Voici l’article de la Nouvelle République du 18 juillet qui s’est intéressé au Centre opérationnel de la Région Centre, le COP. Le “ Centre opérationnel proximité ” (TER, corails) à Tours doit “ encaisser ” et gérer tout ce qui peut arrêter les trains : météo, accidents, incidents, pannes…

Mickaël Lepennetier au Centre opérationnel proximité à Tours (TER et corails), dans l’ombre de la gare publique. – (Photo NR)

 

 

Comme le dit Mickaël Lepennetier, « il faut encaisser » tous les petits et grands évènements, les « aléas » qui peuvent ralentir ou arrêter les trains. Le chef du Centre opérationnel proximité, le « COP », évalue à une cinquantaine les pépins qui lui tombent sur la tête au quotidien, dans la région Centre.

Et, avec une dose d’humour, il ajoute, ayant ses grands écrans sous les yeux : « Quand tout va bien, on n’a rien à faire. Mais ça n’arrive jamais ! » L’objectif, en cas de coup dur, est « d’isoler le mal pour qu’il ne se propage pas à d’autres trains. On est vite victime de l’effet papillon. » Effet papillon ou phénomène du château de cartes. Un grain de sable, et tout s’enraye.
Avec une grève, prévue, « on s’adapte », on programme en amont, une, deux journées avant : « On fait appel à des cars. » Le plus difficile est de répondre à l’urgence, à l’imprévu. Et dieu sait qu’il s’en passe des choses pas très catholiques dans les trains et sur les voies : un conducteur malade, une voyageuse enceinte sur le point d’accoucher, des animaux percutés, des arbres tombés, accidents et suicides, impacts de plombs, de pierres dans les vitres, des pannes de clim, de caténaires, gel l’hiver, chaleurs extrêmes l’été, et même les feuilles mortes à l’automne « qui graissent le rail et font patiner le matériel », sans parler des bagarres et autres incivilités.
Plus grave encore. Mickaël Lepennetier se souvient des inondations de juin 2016 : « Cela a duré trois semaines entre Tours et Vierzon. Dans ce cas, les voies se dérobent. On fait appel, là aussi, aux transporteurs de cars, mais ils n’ont pas toujours de chauffeurs disponibles. » Pire encore, il n’« oubliera jamais » le fameux colis abandonné (on ne parle plus d’alerte à la bombe) de septembre 2016 en gare de Tours : « Évacuation puis fermeture de la gare, l’horreur pour nous ! Dans ces moments-là, le COP bouillonne, est en effervescence. »
Les priorités ? « Gérer au mieux les moyens matériels sollicités, limiter les trains en ligne, les retards, informer et prendre en charge les voyageurs, les alimenter en bouteilles d’eau et plateau-repas si besoin. » Il faut faire vite et bien.

Comment ça marche ?

> Le Centre opérationnel de proximité s’occupe des TER et intercités (les trains d’équilibre du territoire, les TET en jargon SNCF). A noter qu’au 1er janvier 2018, la région Centre-Val de Loire, autorité organisatrice, récupère les intercités. Un TER roule en moyenne à 150 km/heure.
> Le COP doit agir en fonction d’un plan de transport connu à J – 7. Il gère les moyens, la circulation des trains et informe les voyageurs à partir d’un plateau technique et informatique situé à la direction régionale SNCF en gare de Tours.
> Le COP fonctionne en 3X8 ou 2X8, 24 heures sur 24, tous les jours, avec une bonne trentaine d’agents sur place. Il doit faire face à une cinquantaine d’aléas au quotidien sur ses 300 trains en région. Il y a plus d’une centaine de chocs déclarés par an avec des animaux, sangliers, cervidés, en région, chiffre en augmentation.

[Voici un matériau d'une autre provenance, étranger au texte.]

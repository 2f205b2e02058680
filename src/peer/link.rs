use async_trait::async_trait;
use std::sync::Arc;
use webrtc::track::track_local::TrackLocal;

use crate::error::NegotiationError;
use crate::message::{IceCandidateInfo, SessionDescription};
use crate::peer::types::RemoteTrack;

/// Локальный медиатрек. Владеет им приложение; один и тот же Arc
/// раздаётся каждому создаваемому соединению.
pub type LocalTrack = Arc<dyn TrackLocal + Send + Sync>;

/// Состояние связности нижележащего соединения.
#[derive(Debug, Clone, Copy, PartialEq, Eq)]
pub enum LinkState {
    New,
    Connecting,
    Connected,
    Disconnected,
    Failed,
    Closed,
}

/// Обработчики событий соединения. Синхронные: асинхронное продолжение
/// запускается внутри через tokio::spawn.
pub type CandidateSink = Box<dyn Fn(IceCandidateInfo) + Send + Sync>;
pub type TrackSink = Box<dyn Fn(RemoteTrack) + Send + Sync>;
pub type LinkStateSink = Box<dyn Fn(LinkState) + Send + Sync>;

/// Набор обработчиков, передаваемый фабрике при создании соединения.
pub struct LinkHooks {
    pub on_candidate: CandidateSink,
    pub on_track: TrackSink,
    pub on_state: LinkStateSink,
}

/// Одно соединение с удалённым участником; сессия владеет им монопольно.
///
/// Реализация — настоящий WebRTC ([`crate::peer::connection::RtcConnector`])
/// или мок для тестов.
#[async_trait]
pub trait PeerLink: Send + Sync {
    /// Сгенерировать offer и установить его локальным описанием.
    async fn create_offer(&self) -> Result<SessionDescription, NegotiationError>;

    /// Установить удалённый offer; вызывается до генерации answer.
    async fn apply_remote_offer(&self, offer: SessionDescription)
        -> Result<(), NegotiationError>;

    /// Сгенерировать answer и установить его локальным описанием.
    async fn create_answer(&self) -> Result<SessionDescription, NegotiationError>;

    /// Применить удалённый answer.
    async fn apply_remote_answer(
        &self,
        answer: SessionDescription,
    ) -> Result<(), NegotiationError>;

    /// Применить ICE-кандидат удалённой стороны.
    async fn add_remote_candidate(
        &self,
        candidate: IceCandidateInfo,
    ) -> Result<(), NegotiationError>;

    /// Установлено ли удалённое описание. До этого момента кандидаты
    /// соединению передавать нельзя — их буферизует вызывающая сторона.
    async fn has_remote_description(&self) -> bool;

    /// Закрыть соединение.
    async fn close(&self);
}

/// Фабрика соединений.
#[async_trait]
pub trait PeerConnector: Send + Sync {
    /// Создать соединение для участника. `local_track`, если передан,
    /// подключается к соединению сразу.
    async fn connect(
        &self,
        participant_id: &str,
        local_track: Option<LocalTrack>,
        hooks: LinkHooks,
    ) -> Result<Arc<dyn PeerLink>, NegotiationError>;
}
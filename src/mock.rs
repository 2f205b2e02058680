//! Моки для тестов и симуляции: транспорт на каналах в памяти вместо
//! настоящего relay и соединения без WebRTC-стека.

use async_trait::async_trait;
use std::sync::atomic::{AtomicBool, Ordering};
use std::sync::{Arc, Mutex};
use std::time::Duration;
use tokio::sync::broadcast;

use crate::error::{NegotiationError, TransportError};
use crate::message::{IceCandidateInfo, SessionDescription, SignalMessage};
use crate::peer::link::{LinkHooks, LinkState, LocalTrack, PeerConnector, PeerLink};
use crate::peer::types::RemoteTrack;
use crate::transport::RelayTransport;

// ========== ТРАНСПОРТ В ПАМЯТИ ==========

/// Общая шина сигналинга: каждое сообщение доставляется всем подключённым
/// сторонам, включая отправителя — как в pub/sub-канале настоящего relay.
pub struct MemoryBus {
    tx: broadcast::Sender<SignalMessage>,
}

impl MemoryBus {
    pub fn new() -> Arc<Self> {
        let (tx, _) = broadcast::channel(256);
        Arc::new(Self { tx })
    }

    /// Подключает к шине новую сторону.
    pub fn endpoint(&self) -> Arc<MemoryRelay> {
        Arc::new(MemoryRelay {
            tx: self.tx.clone(),
            rx: tokio::sync::Mutex::new(self.tx.subscribe()),
        })
    }

    /// Вбрасывает сообщение в шину от имени внешней стороны.
    pub fn inject(&self, msg: SignalMessage) {
        let _ = self.tx.send(msg);
    }
}

/// Одна сторона шины.
pub struct MemoryRelay {
    tx: broadcast::Sender<SignalMessage>,
    rx: tokio::sync::Mutex<broadcast::Receiver<SignalMessage>>,
}

#[async_trait]
impl RelayTransport for MemoryRelay {
    async fn send(&self, msg: &SignalMessage) -> Result<(), TransportError> {
        self.tx
            .send(msg.clone())
            .map_err(|e| TransportError::SendFailed(e.to_string()))?;
        Ok(())
    }

    async fn recv(&self) -> Option<SignalMessage> {
        let mut rx = self.rx.lock().await;
        loop {
            match rx.recv().await {
                Ok(msg) => return Some(msg),
                Err(broadcast::error::RecvError::Closed) => return None,
                Err(broadcast::error::RecvError::Lagged(_)) => continue,
            }
        }
    }
}

// ========== МОК-СОЕДИНЕНИЯ ==========

/// Фабрика мок-соединений. Запоминает каждое созданное соединение,
/// чтобы тест мог досмотреть его состояние и дёргать события.
#[derive(Default)]
pub struct MockConnector {
    links: Mutex<Vec<Arc<MockLink>>>,
    fail_next_connect: AtomicBool,
    fail_next_offer: AtomicBool,
}

impl MockConnector {
    pub fn new() -> Arc<Self> {
        Arc::new(Self::default())
    }

    /// Следующий connect() завершится ошибкой установки соединения.
    pub fn fail_next_connect(&self) {
        self.fail_next_connect.store(true, Ordering::SeqCst);
    }

    /// У следующего созданного соединения откажет create_offer().
    pub fn fail_next_offer(&self) {
        self.fail_next_offer.store(true, Ordering::SeqCst);
    }

    /// Последнее соединение, созданное для участника.
    pub fn link(&self, peer_id: &str) -> Option<Arc<MockLink>> {
        self.links
            .lock()
            .unwrap()
            .iter()
            .rev()
            .find(|l| l.peer_id == peer_id)
            .cloned()
    }

    /// Все соединения участника в порядке создания.
    pub fn links_for(&self, peer_id: &str) -> Vec<Arc<MockLink>> {
        self.links
            .lock()
            .unwrap()
            .iter()
            .filter(|l| l.peer_id == peer_id)
            .cloned()
            .collect()
    }

    pub fn link_count(&self) -> usize {
        self.links.lock().unwrap().len()
    }
}

#[async_trait]
impl PeerConnector for MockConnector {
    async fn connect(
        &self,
        participant_id: &str,
        local_track: Option<LocalTrack>,
        hooks: LinkHooks,
    ) -> Result<Arc<dyn PeerLink>, NegotiationError> {
        if self.fail_next_connect.swap(false, Ordering::SeqCst) {
            return Err(NegotiationError::LinkSetup("injected failure".into()));
        }
        let link = Arc::new(MockLink {
            peer_id: participant_id.to_string(),
            local_track_attached: local_track.is_some(),
            hooks,
            fail_offer: AtomicBool::new(self.fail_next_offer.swap(false, Ordering::SeqCst)),
            inner: Mutex::new(MockLinkInner::default()),
        });
        self.links.lock().unwrap().push(link.clone());
        Ok(link)
    }
}

#[derive(Default)]
struct MockLinkInner {
    local_description: Option<SessionDescription>,
    remote_description: Option<SessionDescription>,
    applied_candidates: Vec<IceCandidateInfo>,
    closed: bool,
}

/// Мок-соединение: хранит установленные описания и кандидаты, SDP не
/// разбирает. События соединения тест поднимает вручную через fire_*.
pub struct MockLink {
    peer_id: String,
    local_track_attached: bool,
    hooks: LinkHooks,
    fail_offer: AtomicBool,
    inner: Mutex<MockLinkInner>,
}

impl MockLink {
    pub fn peer_id(&self) -> &str {
        &self.peer_id
    }

    pub fn local_track_attached(&self) -> bool {
        self.local_track_attached
    }

    pub fn local_description(&self) -> Option<SessionDescription> {
        self.inner.lock().unwrap().local_description.clone()
    }

    pub fn remote_description(&self) -> Option<SessionDescription> {
        self.inner.lock().unwrap().remote_description.clone()
    }

    pub fn applied_candidates(&self) -> Vec<IceCandidateInfo> {
        self.inner.lock().unwrap().applied_candidates.clone()
    }

    pub fn candidate_count(&self) -> usize {
        self.inner.lock().unwrap().applied_candidates.len()
    }

    pub fn is_closed(&self) -> bool {
        self.inner.lock().unwrap().closed
    }

    /// Поднимает событие локального кандидата, будто его нашёл ICE-агент.
    pub fn fire_candidate(&self, candidate: IceCandidateInfo) {
        (self.hooks.on_candidate)(candidate);
    }

    /// Поднимает событие входящего медиатрека.
    pub fn fire_track(&self, track: RemoteTrack) {
        (self.hooks.on_track)(track);
    }

    /// Поднимает смену состояния связности.
    pub fn fire_state(&self, state: LinkState) {
        (self.hooks.on_state)(state);
    }
}

#[async_trait]
impl PeerLink for MockLink {
    async fn create_offer(&self) -> Result<SessionDescription, NegotiationError> {
        if self.fail_offer.swap(false, Ordering::SeqCst) {
            return Err(NegotiationError::OfferFailed("injected failure".into()));
        }
        let offer = SessionDescription::offer(format!("v=0 mock-offer-for-{}", self.peer_id));
        self.inner.lock().unwrap().local_description = Some(offer.clone());
        Ok(offer)
    }

    async fn apply_remote_offer(
        &self,
        offer: SessionDescription,
    ) -> Result<(), NegotiationError> {
        self.inner.lock().unwrap().remote_description = Some(offer);
        Ok(())
    }

    async fn create_answer(&self) -> Result<SessionDescription, NegotiationError> {
        let mut inner = self.inner.lock().unwrap();
        if inner.remote_description.is_none() {
            return Err(NegotiationError::AnswerFailed(
                "no remote offer set".into(),
            ));
        }
        let answer = SessionDescription::answer(format!("v=0 mock-answer-for-{}", self.peer_id));
        inner.local_description = Some(answer.clone());
        Ok(answer)
    }

    async fn apply_remote_answer(
        &self,
        answer: SessionDescription,
    ) -> Result<(), NegotiationError> {
        let mut inner = self.inner.lock().unwrap();
        if inner.remote_description.is_some() {
            // настоящий стек отверг бы повторное удалённое описание
            return Err(NegotiationError::RemoteDescription(
                "remote description already set".into(),
            ));
        }
        inner.remote_description = Some(answer);
        Ok(())
    }

    async fn add_remote_candidate(
        &self,
        candidate: IceCandidateInfo,
    ) -> Result<(), NegotiationError> {
        let mut inner = self.inner.lock().unwrap();
        if inner.remote_description.is_none() {
            return Err(NegotiationError::Candidate(
                "no remote description".into(),
            ));
        }
        inner.applied_candidates.push(candidate);
        Ok(())
    }

    async fn has_remote_description(&self) -> bool {
        self.inner.lock().unwrap().remote_description.is_some()
    }

    async fn close(&self) {
        self.inner.lock().unwrap().closed = true;
    }
}

// ========== ОЖИДАНИЕ В ТЕСТАХ ==========

/// Опрашивает условие, пока оно не выполнится или не истекут две секунды.
pub async fn wait_until(mut cond: impl FnMut() -> bool) -> bool {
    let deadline = tokio::time::Instant::now() + Duration::from_secs(2);
    while tokio::time::Instant::now() < deadline {
        if cond() {
            return true;
        }
        tokio::time::sleep(Duration::from_millis(10)).await;
    }
    cond()
}
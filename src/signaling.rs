use std::sync::atomic::{AtomicBool, Ordering};
use std::sync::{Arc, Mutex, OnceLock, Weak};

use crate::config::SignalerConfig;
use crate::error::{CallResult, ConfigError, NegotiationError};
use crate::events::SignalerEvents;
use crate::logger::{dump_candidate, log};
use crate::message::{IceCandidateInfo, SdpKind, SessionDescription, SignalMessage};
use crate::peer::link::{
    CandidateSink, LinkHooks, LinkState, LinkStateSink, LocalTrack, PeerConnector, TrackSink,
};
use crate::peer::registry::PeerRegistry;
use crate::peer::session::PeerSession;
use crate::peer::types::{NegotiationRole, NegotiationState};
use crate::transport::RelayTransport;
use crate::utils::random_id;

/// Маршрутизатор сигналинга: единственный потребитель и отправитель
/// сообщений транспорта, владелец реестра peer-сессий и цикла broadcast.
///
/// Жизненный цикл сессии: она создаётся либо при входящем offer,
/// адресованном нам (роль Answerer), либо при явном принятии запроса на
/// участие (роль Offerer); уничтожается по userLeft, по close() или при
/// обрыве соединения перед повторными переговорами.
pub struct Signaler {
    local_id: String,
    config: SignalerConfig,
    transport: Arc<dyn RelayTransport>,
    connector: Arc<dyn PeerConnector>,
    registry: Mutex<PeerRegistry>,
    local_track: Mutex<Option<LocalTrack>>,
    events: SignalerEvents,
    participant_found: AtomicBool,
    broadcasting: AtomicBool,
    // для замыканий и фоновых циклов: они не должны держать экземпляр живым
    weak_self: Weak<Self>,
}
use crate::config::IceServerConfig;
use rand::Rng;

pub fn random_id() -> String {
    hex::encode(rand::rng().random::<[u8; 8]>())
}

// Функция для добавления схемы протокола к URL ICE сервера, если она отсутствует
pub fn add_ice_url_scheme(config: &IceServerConfig) -> String {
    // Если url уже начинается с "turn:" или "stun:", возвращаем как есть
    if config.url.starts_with("turn:") || config.url.starts_with("stun:") {
        config.url.clone()
    } else {
        // В зависимости от типа сервера добавляем нужную схему
        let scheme = if config.r#type == "turn" {
            "turn:"
        } else {
            "stun:"
        };
        format!("{}{}", scheme, config.url)
    }
}
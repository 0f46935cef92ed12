//! Persistence for TaskStreak state: the versioned envelope, load/save over any
//! [`StateStore`], and the [`Tracker`] session that dispatches actions.

pub mod migrate;

use std::sync::Arc;

use serde::Serialize;
use taskstreak_core::{
    clock::{Clock, Moment},
    reducer::{reduce, Action},
    storage::{StateStore, StoreError},
    tasks::{AppState, Theme},
};
use thiserror::Error;
use tracing::{debug, instrument, warn};

use crate::migrate::{migrate_state, parse_envelope};

/// Key under which the state document is stored.
pub const STORAGE_KEY: &str = "taskstreak_state";
/// Envelope version written by this release.
pub const STORAGE_VERSION: i64 = 2;

#[derive(Debug, Error)]
pub enum PersistenceError {
    #[error("failed to read stored state: {0}")]
    Read(#[source] StoreError),
    #[error("failed to write state: {0}")]
    Write(#[source] StoreError),
    #[error("failed to encode state: {0}")]
    Encode(#[from] serde_json::Error),
}

#[derive(Serialize)]
struct PersistedEnvelope<'a> {
    version: i64,
    state: &'a AppState,
}

/// Encode `state` inside the current envelope. Same state, same bytes.
pub fn serialize_state(state: &AppState) -> Result<Vec<u8>, serde_json::Error> {
    serde_json::to_vec(&PersistedEnvelope {
        version: STORAGE_VERSION,
        state,
    })
}

/// Decode stored bytes; anything unreadable becomes an empty state.
pub fn deserialize_state(raw: &[u8], fallback_theme: Theme, moment: &Moment) -> AppState {
    match parse_envelope(raw) {
        Some(envelope) => {
            debug!(version = envelope.version(), "migrating stored state");
            migrate_state(&envelope.into_state(), fallback_theme, moment)
        }
        None => {
            warn!("stored state is not a JSON object; starting empty");
            AppState::empty(fallback_theme)
        }
    }
}

/// State repository backed by a [`StateStore`].
pub struct StateRepository<S: StateStore> {
    store: Arc<S>,
}

impl<S: StateStore> Clone for StateRepository<S> {
    fn clone(&self) -> Self {
        Self {
            store: Arc::clone(&self.store),
        }
    }
}

impl<S: StateStore> StateRepository<S> {
    pub fn new(store: S) -> Self {
        Self {
            store: Arc::new(store),
        }
    }

    #[instrument(skip(self, moment))]
    pub async fn try_load(
        &self,
        fallback_theme: Theme,
        moment: &Moment,
    ) -> Result<AppState, PersistenceError> {
        match self.store.read(STORAGE_KEY).await {
            Ok(bytes) => Ok(deserialize_state(&bytes, fallback_theme, moment)),
            Err(StoreError::NotFound { .. }) => Ok(AppState::empty(fallback_theme)),
            Err(err) => Err(PersistenceError::Read(err)),
        }
    }

    /// Always yields a usable state; read failures fall back to an empty one.
    pub async fn load_state(&self, fallback_theme: Theme, moment: &Moment) -> AppState {
        match self.try_load(fallback_theme, moment).await {
            Ok(state) => state,
            Err(err) => {
                warn!("{err}; starting with empty state");
                AppState::empty(fallback_theme)
            }
        }
    }

    #[instrument(skip_all)]
    pub async fn try_save(&self, state: &AppState) -> Result<(), PersistenceError> {
        let bytes = serialize_state(state)?;
        self.store
            .write(STORAGE_KEY, &bytes)
            .await
            .map_err(PersistenceError::Write)
    }

    /// Best effort: failures are logged and dropped.
    pub async fn save_state(&self, state: &AppState) {
        if let Err(err) = self.try_save(state).await {
            warn!("state not saved: {err}");
        }
    }
}

/// Owns the current snapshot and persists after every dispatched action.
pub struct Tracker<S: StateStore, C: Clock> {
    state: AppState,
    repo: StateRepository<S>,
    clock: C,
}

impl<S: StateStore, C: Clock> Tracker<S, C> {
    pub async fn open(repo: StateRepository<S>, clock: C, fallback_theme: Theme) -> Self {
        let state = repo.load_state(fallback_theme, &clock.moment()).await;
        Self { state, repo, clock }
    }

    pub fn state(&self) -> &AppState {
        &self.state
    }

    pub fn moment(&self) -> Moment {
        self.clock.moment()
    }

    /// Apply `action`, swap in the new snapshot, then save it.
    pub async fn dispatch(&mut self, action: Action) -> &AppState {
        let moment = self.clock.moment();
        let previous = std::mem::take(&mut self.state);
        self.state = reduce(previous, action, &moment);
        self.repo.save_state(&self.state).await;
        &self.state
    }
}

Il y a les voyageurs pressés, levés de bon matin pour aller travailler. Puis il y a ceux qui prennent le train comme un nouveau chemin d’aventure, pour un week-end, une semaine, un mois… des vacances. Qu’on l’emprunte régulièrement ou une fois par an seulement, que l’on aime rêver le nez à ses fenêtres, que l’on se passionne pour ses belles machines, qu’on loue sa praticité ou bien que l’on ronchonne pour un tracé, un horaire, un retard… le train laisse rarement indifférent. Alors, en partenariat avec la SNCF, une fois par semaine pendant tout cet été, nous vous emmenons dans les coulisses de son organisation, à la rencontre de ceux qui le font vivre et fonctionner. Attention à la fermeture des portes…

Le chiffre : 300

C’est le nombre de trains de « proximité », 250 TER et 50 intercités (corail, Paris – Tours, Paris – Bourges – Montluçon) que le COP de la région Centre, à Tours, gère chaque jour, sur la région (soit une centaine de convois qui effectuent donc chacun en moyenne trois voyages au quotidien entre 5 h 30 et minuit-1 h), pour 15.000 à 20.000 voyageurs transportés chaque jour dans cette région, hors TGV. Cent-vingt conducteurs sont mobilisés quotidiennement sur le secteur Centre, qui font chacun en moyenne trois voyages par jour.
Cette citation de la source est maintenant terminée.